◆ Problem to solve: The answer must consist of every line from the entries below that contains the word "transport".

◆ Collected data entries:
○ ○ ○ ○ ○ ○ ○

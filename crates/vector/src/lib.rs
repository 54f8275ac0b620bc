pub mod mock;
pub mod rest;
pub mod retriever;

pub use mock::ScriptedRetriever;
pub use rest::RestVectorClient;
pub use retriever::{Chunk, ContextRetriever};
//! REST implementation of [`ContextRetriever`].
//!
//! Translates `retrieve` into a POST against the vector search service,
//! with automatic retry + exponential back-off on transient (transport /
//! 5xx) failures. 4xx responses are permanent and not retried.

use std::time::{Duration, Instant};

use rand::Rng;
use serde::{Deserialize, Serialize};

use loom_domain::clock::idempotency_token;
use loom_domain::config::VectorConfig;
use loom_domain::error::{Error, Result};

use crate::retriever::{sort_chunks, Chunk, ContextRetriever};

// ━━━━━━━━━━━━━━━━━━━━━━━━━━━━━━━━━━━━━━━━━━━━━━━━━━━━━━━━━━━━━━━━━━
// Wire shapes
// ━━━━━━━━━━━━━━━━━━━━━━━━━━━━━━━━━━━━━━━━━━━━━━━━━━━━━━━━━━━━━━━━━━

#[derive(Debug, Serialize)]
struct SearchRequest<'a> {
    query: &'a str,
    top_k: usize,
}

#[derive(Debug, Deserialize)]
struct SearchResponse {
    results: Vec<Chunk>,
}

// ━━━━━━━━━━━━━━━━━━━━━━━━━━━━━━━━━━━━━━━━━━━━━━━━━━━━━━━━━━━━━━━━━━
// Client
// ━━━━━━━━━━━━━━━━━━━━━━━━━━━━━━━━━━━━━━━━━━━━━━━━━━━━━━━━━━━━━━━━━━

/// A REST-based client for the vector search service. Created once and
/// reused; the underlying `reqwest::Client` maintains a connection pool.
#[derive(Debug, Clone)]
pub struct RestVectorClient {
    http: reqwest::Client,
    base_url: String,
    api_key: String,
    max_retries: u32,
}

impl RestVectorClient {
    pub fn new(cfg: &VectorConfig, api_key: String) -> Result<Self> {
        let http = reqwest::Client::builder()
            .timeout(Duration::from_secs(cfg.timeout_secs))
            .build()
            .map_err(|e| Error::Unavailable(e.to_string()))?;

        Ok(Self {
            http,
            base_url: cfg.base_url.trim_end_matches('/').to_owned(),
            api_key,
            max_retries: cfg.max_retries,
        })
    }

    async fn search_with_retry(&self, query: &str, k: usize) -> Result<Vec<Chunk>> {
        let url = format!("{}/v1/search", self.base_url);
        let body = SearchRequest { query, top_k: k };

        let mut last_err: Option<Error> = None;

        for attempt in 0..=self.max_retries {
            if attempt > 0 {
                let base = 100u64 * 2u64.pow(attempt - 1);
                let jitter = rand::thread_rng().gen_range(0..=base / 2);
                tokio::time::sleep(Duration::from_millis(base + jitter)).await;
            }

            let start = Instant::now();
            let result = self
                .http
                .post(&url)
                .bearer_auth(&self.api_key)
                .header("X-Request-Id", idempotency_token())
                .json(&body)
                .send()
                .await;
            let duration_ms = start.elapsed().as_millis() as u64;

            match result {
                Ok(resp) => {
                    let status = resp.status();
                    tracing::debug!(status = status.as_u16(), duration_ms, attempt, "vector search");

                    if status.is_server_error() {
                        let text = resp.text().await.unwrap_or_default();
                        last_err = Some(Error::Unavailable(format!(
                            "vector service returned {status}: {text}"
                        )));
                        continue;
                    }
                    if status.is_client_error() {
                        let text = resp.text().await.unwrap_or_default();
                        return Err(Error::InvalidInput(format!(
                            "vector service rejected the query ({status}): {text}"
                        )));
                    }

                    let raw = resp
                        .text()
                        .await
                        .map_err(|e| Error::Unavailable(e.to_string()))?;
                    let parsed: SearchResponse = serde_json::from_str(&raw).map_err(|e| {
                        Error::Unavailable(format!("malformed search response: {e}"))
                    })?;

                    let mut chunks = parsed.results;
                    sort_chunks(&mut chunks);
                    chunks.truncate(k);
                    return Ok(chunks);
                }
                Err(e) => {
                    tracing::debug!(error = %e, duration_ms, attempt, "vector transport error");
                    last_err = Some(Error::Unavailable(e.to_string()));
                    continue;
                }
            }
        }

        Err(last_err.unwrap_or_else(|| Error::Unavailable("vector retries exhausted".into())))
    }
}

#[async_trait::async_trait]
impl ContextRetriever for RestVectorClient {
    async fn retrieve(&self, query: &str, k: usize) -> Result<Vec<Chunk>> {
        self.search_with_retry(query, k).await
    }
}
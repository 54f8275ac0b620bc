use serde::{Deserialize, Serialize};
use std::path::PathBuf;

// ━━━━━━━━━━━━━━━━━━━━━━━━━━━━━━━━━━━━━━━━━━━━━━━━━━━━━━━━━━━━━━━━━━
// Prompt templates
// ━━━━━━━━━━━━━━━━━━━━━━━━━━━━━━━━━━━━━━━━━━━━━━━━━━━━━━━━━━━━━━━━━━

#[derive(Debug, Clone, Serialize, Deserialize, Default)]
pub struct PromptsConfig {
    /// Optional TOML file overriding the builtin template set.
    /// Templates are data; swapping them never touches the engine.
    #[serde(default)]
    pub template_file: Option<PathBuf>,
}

○ ○ ○ ○ ○ ○ ○

◆ Solution to the exercise:
//! with automatic retry + exponential back-off on transient (transport /
                    tracing::debug!(error = %e, duration_ms, attempt, "vector transport error");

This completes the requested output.